Protocols could be understood as formal systems for the production of informal, tacit memory. Mediums of Memory will culminate in a book-length project exploring protocols for memory as a way of seeing technology, economics, and ecology. The project’s developing thesis is that memory exists only when distributed between mediums, challenging the popular understanding of memory as data. Memory lives in protocols, not objects.

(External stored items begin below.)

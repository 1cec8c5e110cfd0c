//! Call strategies: one per way of reaching the OneBot host.

use async_trait::async_trait;
use serde_json::Value;

use super::Action;
use crate::onebot::{ApiFailure, HttpApi, LinkSlot, OneBotError, OneBotLink};

/// How a single candidate failed.
#[derive(Debug)]
pub enum CallError {
    /// The surface was reached but the call failed in transit.
    /// The resolver records it and moves on.
    Transport(String),
    /// The host answered `failed`. Final: another surface would reach
    /// the same platform and get the same verdict.
    Rejected(ApiFailure),
}

impl From<OneBotError> for CallError {
    fn from(e: OneBotError) -> Self {
        CallError::Transport(e.to_string())
    }
}

/// One way of invoking host actions.
#[async_trait]
pub trait CallStrategy: Send + Sync {
    /// Name used in logs and in `NoApiSurface` reports
    fn name(&self) -> &str;

    /// Whether this candidate can run `action` at all.
    /// Inapplicable candidates are skipped without being recorded.
    fn applicable(&self, action: Action) -> bool;

    /// What the surface looks like right now (diagnostics only).
    fn describe(&self) -> String;

    /// Runs the action. `Ok(None)` means the surface is absent.
    async fn invoke(&self, action: Action, params: &Value) -> Result<Option<Value>, CallError>;
}

fn settle(response: crate::onebot::ApiResponse) -> Result<Option<Value>, CallError> {
    response.into_result().map(Some).map_err(CallError::Rejected)
}

/// Generic dispatch over a WebSocket link
pub struct SocketDispatch {
    name: &'static str,
    link: Option<OneBotLink>,
}

impl SocketDispatch {
    pub fn new(name: &'static str, link: Option<OneBotLink>) -> Self {
        Self { name, link }
    }
}

#[async_trait]
impl CallStrategy for SocketDispatch {
    fn name(&self) -> &str {
        self.name
    }

    fn applicable(&self, _action: Action) -> bool {
        true
    }

    fn describe(&self) -> String {
        self.link
            .as_ref()
            .map_or_else(|| "absent".to_string(), OneBotLink::describe)
    }

    async fn invoke(&self, action: Action, params: &Value) -> Result<Option<Value>, CallError> {
        let Some(link) = self.link.as_ref().filter(|l| !l.is_closed()) else {
            return Ok(None);
        };
        settle(link.call(action.as_str(), params.clone()).await?)
    }
}

/// A dedicated HTTP API method for exactly one action
pub struct HttpEndpoint {
    name: String,
    action: Action,
    api: Option<HttpApi>,
}

impl HttpEndpoint {
    pub fn new(action: Action, api: Option<HttpApi>) -> Self {
        Self {
            name: format!("http.{}", action.as_str()),
            action,
            api,
        }
    }
}

#[async_trait]
impl CallStrategy for HttpEndpoint {
    fn name(&self) -> &str {
        &self.name
    }

    fn applicable(&self, action: Action) -> bool {
        action == self.action
    }

    fn describe(&self) -> String {
        self.api
            .as_ref()
            .map_or_else(|| "absent".to_string(), |api| format!("http {}", api.base_url()))
    }

    async fn invoke(&self, action: Action, params: &Value) -> Result<Option<Value>, CallError> {
        let Some(api) = &self.api else {
            return Ok(None);
        };
        let response = match action {
            Action::SendLike => {
                let user_id = user_id_param(params)?;
                let times = params
                    .get("times")
                    .and_then(Value::as_u64)
                    .and_then(|t| u32::try_from(t).ok())
                    .unwrap_or(1);
                api.send_like(user_id, times).await?
            }
            Action::GetStrangerInfo => api.get_stranger_info(user_id_param(params)?).await?,
            Action::GetProfileLike => api.get_profile_like().await?,
        };
        settle(response)
    }
}

fn user_id_param(params: &Value) -> Result<i64, CallError> {
    crate::onebot::event::as_id(params.get("user_id"))
        .ok_or_else(|| CallError::Transport("missing numeric user_id param".to_string()))
}

/// The connections visible to one call.
///
/// `event` is the link that delivered the message being handled; it is
/// `None` for scheduled work. `global` is the process-wide current link.
#[derive(Clone)]
pub struct HostSurfaces {
    pub event: Option<OneBotLink>,
    pub global: LinkSlot,
    pub http: Option<HttpApi>,
}

impl HostSurfaces {
    pub fn new(global: LinkSlot, http: Option<HttpApi>) -> Self {
        Self {
            event: None,
            global,
            http,
        }
    }

    /// Same surfaces, seen from inside an event delivered on `link`.
    pub fn with_event(&self, link: OneBotLink) -> Self {
        Self {
            event: Some(link),
            ..self.clone()
        }
    }

    /// Candidates in priority order, built fresh for each call.
    ///
    /// The global link is left out when it is the event's own link, so a
    /// stalled socket is not waited on twice.
    pub fn candidates(&self) -> Vec<Box<dyn CallStrategy>> {
        let global = self
            .global
            .current()
            .filter(|link| !self.event.as_ref().is_some_and(|event| event.same_link(link)));
        vec![
            Box::new(SocketDispatch::new("event.socket", self.event.clone())),
            Box::new(HttpEndpoint::new(Action::SendLike, self.http.clone())),
            Box::new(HttpEndpoint::new(Action::GetStrangerInfo, self.http.clone())),
            Box::new(HttpEndpoint::new(Action::GetProfileLike, self.http.clone())),
            Box::new(SocketDispatch::new("global.socket", global)),
        ]
    }
}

Produced for the Summer of Protocols research program, Kei’s essay-chapter “Artifical Memory and the Interruption of Infinity” provides a path through the history of memory protocols in a Western context, highlighting traditional canon and where it falls short. Beginning in 500 B.C. with a Hellenic poet to 2020 A.D. with semiconductor microchips, she looks at memory protocols as diagrams, encyclopedias, and logical constructions, and she starts to define a paradigm at play today: Orientation. Evinced by computer memory and chaotic storage, the paradigm of memory as orientation operates through abstract, associative connections, a counterpoint to the mainstream rationalism of the previous centuries. Orientation reinvigorates a lineage of memory studies championed by people like the defrocked monk Giordano Bruno as well as brings to the fore practices, techniques, and mediums centuries old and often overlooked by the traditional Western canon. This essay broadly redefines “artificial memory” to encompass such a paradigm shift today.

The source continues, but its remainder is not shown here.